Les missiles hypersoniques, utilisés par l’Iran lors de la récente attaque contre Israël, sont capables de se déplacer à des vitesses comprises entre 5 et 25 fois la vitesse du son. Ce n'est pas la première fois que Moscou affirme avoir utilisé des armes de ce type. Depuis le début de l'invasion à grande échelle de l'Ukraine, en février 2022, le Kremlin revendique l'utilisation de nouvelles armes hypersoniques pour éviter les systèmes de défense antimissile ennemis avec le concept de « dissuasion prénucléaire » inscrit depuis 2014 dans la doctrine militaire russe. Ainsi, en janvier 2023, elle a lancé un barrage de missiles hypersoniques russes contre Kiev.
Échelle de tension
Dans une semaine marquée par l'escalade, avec l'accord de Biden à Kiev pour utiliser des missiles à longue portée contre le territoire russe et la nouvelle doctrine de Poutine pour répondre par l'arme nucléaire aux attaques conventionnelles, l'armée ukrainienne avait accusé jeudi le Kremlin d'avoir utilisé le missile balistique intercontinental. (ICBM) contre la ville de Dnipro. Un nouveau développement pour une compétition qui dure depuis plus de 1 000 jours cette semaine avec à l’horizon la nouvelle administration Trump et une lassitude dans les rangs ukrainiens qui pourrait précipiter le début des négociations pour y mettre fin.
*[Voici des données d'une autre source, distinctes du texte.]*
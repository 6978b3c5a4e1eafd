// This Source Code Form is subject to the terms of the Mozilla Public
// License, v. 2.0. If a copy of the MPL was not distributed with this
// file, You can obtain one at https://mozilla.org/MPL/2.0/.
//
// Copyright (c) 2025 Pegasus Heavy Industries, LLC

//! Path and module resolution collaborators
//!
//! The loader engine never resolves anything itself; it consumes these two
//! operations from the embedding runtime. `FsResolver` is a filesystem-backed
//! implementation of the Node.js-style algorithm for hosts that do not bring
//! their own.

use serde::Deserialize;
use std::path::{Path, PathBuf};

use crate::error::{EsmError, Result};

/// Resolution operations provided by the embedding runtime
pub trait Resolver {
    /// Resolve a path to its canonical form, following symlinks
    ///
    /// Fails with `NotFound` if the path does not exist.
    fn resolve_canonical_path(&self, path: &Path) -> Result<PathBuf>;

    /// Resolve a module request relative to `from` using the host algorithm
    ///
    /// Fails with `Resolution` on an unresolvable request.
    fn resolve_module_request(&self, request: &str, from: &Path) -> Result<PathBuf>;
}

/// File extensions tried during resolution, in priority order
const EXTENSIONS: &[&str] = &[".js", ".mjs", ".cjs", ".json"];

/// Filesystem-backed resolver implementing the Node.js lookup algorithm
#[derive(Debug, Default)]
pub struct FsResolver;

impl FsResolver {
    /// Create a new resolver
    pub fn new() -> Self {
        Self
    }

    /// Try a path as-is, then with each known extension
    fn resolve_file(&self, path: &Path) -> Option<PathBuf> {
        if path.is_file() {
            return Some(path.to_path_buf());
        }

        for ext in EXTENSIONS {
            let mut with_ext = path.as_os_str().to_os_string();
            with_ext.push(ext);
            let with_ext = PathBuf::from(with_ext);
            if with_ext.is_file() {
                return Some(with_ext);
            }
        }

        if path.is_dir() {
            return self.resolve_directory(path);
        }

        None
    }

    /// Resolve a directory through package.json "main" or an index file
    fn resolve_directory(&self, dir: &Path) -> Option<PathBuf> {
        let manifest = dir.join("package.json");
        if manifest.is_file()
            && let Ok(content) = std::fs::read_to_string(&manifest)
            && let Ok(pkg) = serde_json::from_str::<PackageJson>(&content)
            && let Some(main) = pkg.main
        {
            let main_path = dir.join(main);
            if let Some(resolved) = self.resolve_file(&main_path) {
                return Some(resolved);
            }
        }

        for ext in EXTENSIONS {
            let index = dir.join(format!("index{ext}"));
            if index.is_file() {
                return Some(index);
            }
        }

        None
    }

    /// Walk the node_modules chain upward from `from`
    fn resolve_node_modules(&self, request: &str, from: &Path) -> Option<PathBuf> {
        let start = if from.is_dir() { from } else { from.parent()? };

        let mut current = Some(start);
        while let Some(dir) = current {
            let candidate = dir.join("node_modules").join(request);
            if let Some(resolved) = self.resolve_file(&candidate) {
                return Some(resolved);
            }
            current = dir.parent();
        }

        None
    }
}

impl Resolver for FsResolver {
    fn resolve_canonical_path(&self, path: &Path) -> Result<PathBuf> {
        std::fs::canonicalize(path).map_err(|_| EsmError::NotFound(path.to_path_buf()))
    }

    fn resolve_module_request(&self, request: &str, from: &Path) -> Result<PathBuf> {
        let resolved = if request.starts_with("./")
            || request.starts_with("../")
            || Path::new(request).is_absolute()
        {
            let base = if from.is_dir() {
                from.to_path_buf()
            } else {
                from.parent().unwrap_or(Path::new(".")).to_path_buf()
            };
            self.resolve_file(&base.join(request))
        } else {
            self.resolve_node_modules(request, from)
        };

        match resolved {
            Some(path) => self.resolve_canonical_path(&path),
            None => Err(EsmError::resolution(request, "not found")),
        }
    }
}

/// Minimal package.json shape for entry-point resolution
#[derive(Debug, Deserialize)]
struct PackageJson {
    main: Option<String>,
}
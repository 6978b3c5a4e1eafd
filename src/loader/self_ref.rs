// This Source Code Form is subject to the terms of the Mozilla Public
// License, v. 2.0. If a copy of the MPL was not distributed with this
// file, You can obtain one at https://mozilla.org/MPL/2.0/.
//
// Copyright (c) 2025 Pegasus Heavy Industries, LLC

//! Self-reference detection
//!
//! Activation configuration may embed, anywhere in its structure, a value
//! that resolves back to this loader itself (a user listing the loader among
//! its own preload modules or hook options). Acting on such a value would
//! re-register the loader through its own configuration, so the detector
//! walks the whole value graph looking for one.

use std::collections::HashSet;
use std::path::Path;

use crate::resolve::Resolver;
use crate::value::Value;

/// Detector for configuration values that point back at the loader
pub struct SelfReference<'a> {
    resolver: &'a dyn Resolver,
    /// Canonical path of the loader's own entry file
    own_path: &'a Path,
    /// Module that bare requests are resolved relative to
    root_module: &'a Path,
}

impl<'a> SelfReference<'a> {
    /// Create a detector
    pub fn new(resolver: &'a dyn Resolver, own_path: &'a Path, root_module: &'a Path) -> Self {
        Self {
            resolver,
            own_path,
            root_module,
        }
    }

    /// Whether any value reachable from `value` identifies the loader itself
    pub fn check(&self, value: &Value) -> bool {
        self.check_inner(value, &mut HashSet::new())
    }

    fn check_inner(&self, value: &Value, visited: &mut HashSet<usize>) -> bool {
        match value {
            Value::Str(s) => self.check_str(s),
            Value::Object(obj) => {
                // Shared references can form cycles; revisiting a node can
                // only repeat work already done.
                if !visited.insert(obj.id()) {
                    return false;
                }
                obj.entries()
                    .iter()
                    .any(|(_, nested)| self.check_inner(nested, visited))
            }
            Value::Array(arr) => {
                if !visited.insert(arr.id()) {
                    return false;
                }
                arr.elements()
                    .iter()
                    .any(|nested| self.check_inner(nested, visited))
            }
            Value::Undefined | Value::Null | Value::Bool(_) | Value::Number(_) => false,
        }
    }

    fn check_str(&self, s: &str) -> bool {
        if looks_like_path(s) {
            // Resolution failures mean "not a self-reference", never an error.
            return self
                .resolver
                .resolve_canonical_path(Path::new(s))
                .is_ok_and(|resolved| resolved == self.own_path);
        }

        // A leading dash marks a flag-like string, not a module name.
        if s.starts_with('-') {
            return false;
        }

        self.resolver
            .resolve_module_request(s, self.root_module)
            .is_ok_and(|resolved| resolved == self.own_path)
    }
}

/// Heuristic for strings that name a filesystem location rather than a module
pub fn looks_like_path(s: &str) -> bool {
    Path::new(s).is_absolute()
        || s.starts_with("./")
        || s.starts_with("../")
        || s.starts_with(".\\")
        || s.starts_with("..\\")
        || s.starts_with(std::path::MAIN_SEPARATOR)
}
L'affirmation initiale de l'armée ukrainienne a été accueillie avec méfiance par les responsables occidentaux, puis démentie par Washington, qui a opté pour un missile balistique à moyenne portée (MRBM), une arme de puissance et de portée inférieures. Comme expliqué à Efe Selon un responsable américain, les Etats-Unis ont conclu que le missile utilisé était de moyenne portée, avec une portée maximale comprise entre 1 000 et 3 000 kilomètres, contrairement aux missiles balistiques intercontinentaux, conçus principalement pour transporter des armes nucléaires et qui dépassent les 5 500 kilomètres de portée.
« Aujourd'hui, un nouveau missile russe est apparu. Toutes les caractéristiques – vitesse, altitude – sont celles d'un (missile) balistique intercontinental. Une (enquête) d'expertise est en cours », a déclaré le président ukrainien Volodymyr Zelensky. L'armée de l'air ukrainienne a indiqué que le missile avait été lancé depuis la région russe d'Astrakhan, à environ 700 kilomètres de Dnipro, dans le centre-est de l'Ukraine. C'est la seule information qu'il a fournie. Il n’a pas précisé le type d’ogive utilisée ni suggéré qu’il possédait des armes nucléaires.